Hulki Cevizoğlu, "ABD başkentine kurucusu olan Washington'un ismini verdi. Biz de Ankara'nın adını Atatürk olarak değiştirelim" diyesi...
Hulkiciğim, biz seni araştırmacı gazeteci zannederdik, meğer KARIŞTIRMACI GAZETECİLİĞE terfi etmişsin...
Böyle bir Atatürkçülüğü, ondan nemalanmaya meyilliler yapar, etme, sen akıllı adamsın, kıyma bize…
Bir delinin kuyuya attığı taşı bin akıllı çıkaramaz bu memlekette. Yapma!...

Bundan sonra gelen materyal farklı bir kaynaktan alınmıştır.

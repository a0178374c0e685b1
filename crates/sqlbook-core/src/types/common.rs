//! Common types shared between request and response.

use schemars::JsonSchema;
use serde::{Deserialize, Serialize};

/// A cursor location as reported by an editor.
///
/// Both fields are 1-based. `column` counts characters, not bytes.
#[derive(
    Debug, Clone, Copy, PartialEq, Eq, PartialOrd, Ord, Hash, Serialize, Deserialize, JsonSchema,
)]
#[serde(rename_all = "camelCase")]
pub struct CursorPosition {
    pub line: usize,
    pub column: usize,
}

impl CursorPosition {
    pub fn new(line: usize, column: usize) -> Self {
        Self { line, column }
    }
}

impl Default for CursorPosition {
    fn default() -> Self {
        Self { line: 1, column: 1 }
    }
}
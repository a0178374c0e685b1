//! Fuzz target for partial-SQL tolerance.
//!
//! Normalizing and tolerant parsing must not panic on arbitrary text.

#![no_main]

use libfuzzer_sys::fuzz_target;
use sqlbook_core::completion::parse_strategies::{normalize_partial_sql, parse_tolerant};

fuzz_target!(|data: &[u8]| {
    if let Ok(sql) = std::str::from_utf8(data) {
        let _ = normalize_partial_sql(sql);
        let _ = parse_tolerant(sql);
    }
});
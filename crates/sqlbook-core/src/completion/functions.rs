//! Built-in SQLite function completions.
//!
//! Items are built once and cloned per request.

use std::sync::LazyLock;

use crate::types::{SuggestionItem, SuggestionKind};

/// Sort rank shared by all function items.
pub const FUNCTION_RANK: u8 = 2;

/// Functions offered in projection lists, in presentation order.
pub const BUILTIN_FUNCTIONS: &[&str] = &[
    "ABS", "AVG", "COUNT", "LOWER", "MAX", "MIN", "RANDOM", "ROUND", "SUM", "UPPER", "LENGTH",
    "COALESCE", "IFNULL", "DATE", "DATETIME", "STRFTIME",
];

static FUNCTION_COMPLETION_CACHE: LazyLock<Vec<SuggestionItem>> = LazyLock::new(|| {
    BUILTIN_FUNCTIONS
        .iter()
        .map(|name| function_to_suggestion(name))
        .collect()
});

/// Label is the bare name; accepting it inserts `NAME(`.
pub fn function_to_suggestion(name: &str) -> SuggestionItem {
    SuggestionItem::new(
        name,
        SuggestionKind::Function,
        format!("{name}("),
        FUNCTION_RANK,
    )
}

pub fn function_suggestions() -> impl Iterator<Item = SuggestionItem> {
    FUNCTION_COMPLETION_CACHE.iter().cloned()
}
//! Completion entry point for an editor attached to a session.

use std::sync::Arc;

use sqlbook_core::{
    completion_items, CompletionList, CompletionRequest, CursorPosition, SchemaCatalog,
};
use tracing::debug;

use crate::catalog::{CatalogState, SchemaCache};
use crate::client::EngineClient;
use crate::config::SessionConfig;
use crate::error::SessionError;

/// The parts of an editor the provider reads: its text and the cursor.
pub trait EditorModel {
    fn text(&self) -> &str;
    fn cursor(&self) -> CursorPosition;
}

impl EditorModel for CompletionRequest {
    fn text(&self) -> &str {
        &self.text
    }

    fn cursor(&self) -> CursorPosition {
        self.position
    }
}

/// Produces suggestions from whatever catalog the session has right now.
#[derive(Clone)]
pub struct CompletionProvider {
    cache: Arc<SchemaCache>,
}

impl CompletionProvider {
    /// Wire a provider to an engine session and start the first catalog build
    /// in the background.
    ///
    /// Must be called from within a Tokio runtime.
    pub fn attach(client: EngineClient, session_id: &str, config: &SessionConfig) -> Self {
        let cache = Arc::new(SchemaCache::new(client, session_id, config.catalog_row_limit));
        let provider = Self::from_cache(Arc::clone(&cache));
        tokio::spawn(async move {
            // Failures are logged by the cache and reflected in its state.
            let _ = cache.ensure_catalog(false).await;
        });
        provider
    }

    /// Provider over an existing cache. Starts nothing.
    pub fn from_cache(cache: Arc<SchemaCache>) -> Self {
        Self { cache }
    }

    pub fn cache(&self) -> &Arc<SchemaCache> {
        &self.cache
    }

    pub fn catalog_state(&self) -> CatalogState {
        self.cache.state()
    }

    /// Ranked suggestions for the editor's cursor. Never waits on the engine.
    ///
    /// A rebuild in flight keeps serving the snapshot it will replace. With
    /// no snapshot yet the analysis runs against an empty catalog; after a
    /// failed first build the list is empty.
    pub fn provide_completion_items(&self, editor: &dyn EditorModel) -> CompletionList {
        let request = CompletionRequest::new(editor.text(), editor.cursor());
        let state = self.cache.state();
        if let Some(catalog) = state.snapshot() {
            return completion_items(&request, &catalog);
        }
        match state {
            CatalogState::Failed(message) => {
                debug!(
                    session = self.cache.session_id(),
                    %message,
                    "catalog unavailable; no suggestions"
                );
                CompletionList::empty(request.position)
            }
            _ => completion_items(&request, &SchemaCatalog::empty()),
        }
    }

    /// Rebuild the catalog, e.g. after the user ran DDL.
    pub async fn refresh_catalog(&self) -> Result<Arc<SchemaCatalog>, SessionError> {
        self.cache.refresh().await
    }
}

Beni dinle bak, hak vereceksin.
Bir kere, Ankara'nın kurucuları Washington'u kuranların asırlar önceki nenelerini öpenlerdir...
Siz Ankara ile Washington’u hangi akılla kıyaslıyorsunuz?
Washington 1770'lerde kurucusunun adıyla doğmuş bir şehirken Ankara, tarihin bilinmeyen çağlarından beri yerleşim yeridir.
M.Ö. III. yüzyılda yöreye, yerleşen Galatlar şehre "Ankyra" adını verirler.
Buranın daha Etiler, Lidyalılar, Persler, Makedonlar, Galyalılar devrinden Bizans'a oradan Selçukluya, Osmanlı ve Türkiye Cumhuriyetine adım adım yürüyüşü var.
Adının "Ankyra" dan Angora’ya, oradan Engürü ve Ankara’ya dönüştüğü asırlar var.
Nasıl tarihin başlangıcından beri stratejik dehalar hep Ankara’yı seçmişse Mustafa Kemal de onlar gibi Samsun, Amasya, Erzurum, Sivas üzerinden Ankara’yı liman olarak seçmiştir.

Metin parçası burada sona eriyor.